Figure 2.

The PDE for cell migration does not accurately describe the EA ABM result when its scaling parameter, ${\alpha }_{\mathrm{MM}}$, is set to unity. (a) To compute our EA ABM result, we solve equation (2.2) using an initial condition of 400 melanophores placed uniformly at random in a 1 × 1 mm² square, group cell positions in a 240 × 240 histogram, and average such data over 10⁴ ABM realizations. (b) We compute the corresponding PDE solution by simulating equation (2.4) with ${\alpha }_{\mathrm{MM}}=1$ from a uniform density of 400 cells mm⁻² in the same square region. The ABM and PDE solutions use the same potential (given by equation (2.3) with parameters in table 1). We overlay an example ABM realization for comparison; the results demonstrate that the support of the PDE is larger than that of the ABM by about 200–250 μm.
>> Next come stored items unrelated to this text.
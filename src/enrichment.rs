// src/enrichment.rs
//! Etherscan-style read-only lookups. This is the only client that retries:
//! transient failures back off exponentially, everything else fails fast.

use std::time::Duration;

use reqwest::Client;
use serde::{Deserialize, Serialize};
use serde_json::Value;
use tracing::{debug, warn};

use crate::config::EnrichmentConfig;
use crate::error::{ProbeError, Result};
use crate::models::TokenMetadata;
use crate::parser;

const MAX_BACKOFF: Duration = Duration::from_secs(60);

/// `base * 2^attempt`, saturating and capped at `MAX_BACKOFF`.
fn backoff_delay(base: Duration, attempt: u32) -> Duration {
    base.saturating_mul(2u32.saturating_pow(attempt)).min(MAX_BACKOFF)
}

#[derive(Debug, Deserialize)]
struct ExplorerResponse {
    #[serde(default)]
    status: String,
    #[serde(default)]
    message: String,
    #[serde(default)]
    result: Value,
}

impl ExplorerResponse {
    /// First element of a successful list result, or the object itself.
    fn first(self) -> Option<Value> {
        if self.status != "1" {
            debug!("Explorer returned status {} ({})", self.status, self.message);
            return None;
        }
        match self.result {
            Value::Array(items) => items.into_iter().next(),
            obj @ Value::Object(_) => Some(obj),
            _ => None,
        }
    }
}

/// Earliest and latest transaction timestamps (unix seconds).
#[derive(Debug, Clone, Copy, PartialEq, Eq, Serialize, Deserialize, Default)]
pub struct TxBounds {
    pub earliest_tx_ts: Option<i64>,
    pub latest_tx_ts: Option<i64>,
}

#[derive(Debug, Clone)]
pub struct EnrichmentClient {
    client: Client,
    base_url: String,
    api_key: String,
    retries: u32,
    backoff: Duration,
}

impl EnrichmentClient {
    /// `None` when no API key is configured.
    pub fn new(cfg: &EnrichmentConfig) -> Result<Option<Self>> {
        let Some(api_key) = cfg.api_key.clone() else {
            return Ok(None);
        };
        let client = Client::builder().timeout(cfg.timeout).build()?;
        Ok(Some(Self {
            client,
            base_url: cfg.base_url.clone(),
            api_key,
            retries: cfg.retries.max(1),
            backoff: cfg.backoff,
        }))
    }

    async fn get_once(&self, params: &[(&str, &str)]) -> Result<ExplorerResponse> {
        let resp = self
            .client
            .get(&self.base_url)
            .query(params)
            .query(&[("apikey", self.api_key.as_str())])
            .send()
            .await?;
        let status = resp.status();
        if status.is_server_error() || status.as_u16() == 429 {
            return Err(ProbeError::Transient(format!("HTTP {} from explorer", status)));
        }
        if !status.is_success() {
            return Err(ProbeError::Http {
                status: status.as_u16(),
                url: self.base_url.clone(),
            });
        }
        Ok(resp.json().await?)
    }

    async fn get_json(&self, params: &[(&str, &str)]) -> Result<ExplorerResponse> {
        let mut attempt = 0u32;
        loop {
            match self.get_once(params).await {
                Ok(body) => return Ok(body),
                Err(e) if e.is_transient() && attempt + 1 < self.retries => {
                    let delay = backoff_delay(self.backoff, attempt);
                    warn!(
                        "Explorer attempt {}/{} failed: {}. Retrying in {:?}",
                        attempt + 1,
                        self.retries,
                        e,
                        delay
                    );
                    tokio::time::sleep(delay).await;
                    attempt += 1;
                }
                Err(e) => return Err(e),
            }
        }
    }

    async fn tx_timestamp(&self, address: &str, sort: &str) -> Result<Option<i64>> {
        let body = self
            .get_json(&[
                ("module", "account"),
                ("action", "txlist"),
                ("address", address),
                ("page", "1"),
                ("offset", "1"),
                ("sort", sort),
            ])
            .await?;
        Ok(body
            .first()
            .and_then(|tx| tx.get("timeStamp").and_then(parser::parse_quantity))
            .filter(|ts| *ts > 0)
            .map(|ts| ts as i64))
    }

    pub async fn tx_bounds(&self, address: &str) -> Result<TxBounds> {
        let earliest_tx_ts = self.tx_timestamp(address, "asc").await?;
        let latest_tx_ts = self.tx_timestamp(address, "desc").await?;
        Ok(TxBounds {
            earliest_tx_ts,
            latest_tx_ts,
        })
    }

    pub async fn token_info(&self, contract: &str) -> Result<Option<TokenMetadata>> {
        let body = self
            .get_json(&[
                ("module", "token"),
                ("action", "tokeninfo"),
                ("contractaddress", contract),
            ])
            .await?;
        Ok(body
            .first()
            .and_then(|item| serde_json::from_value::<TokenMetadata>(item).ok()))
    }
}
Because melanophore–melanophore distances have been measured to be roughly 50 μm in vivo [78] and stripes are only about 7–12 cells wide [16], this is a large difference. (c) The distribution of nearest-neighbour distances across 100 ABM realizations demonstrates that cell–cell separation ranges from roughly 60 to 100 μm. Based on visual inspection of the graphs, nearest-neighbour distances appear inversely proportional to the EA cell density. In (a–c), we show results at t = 150 days.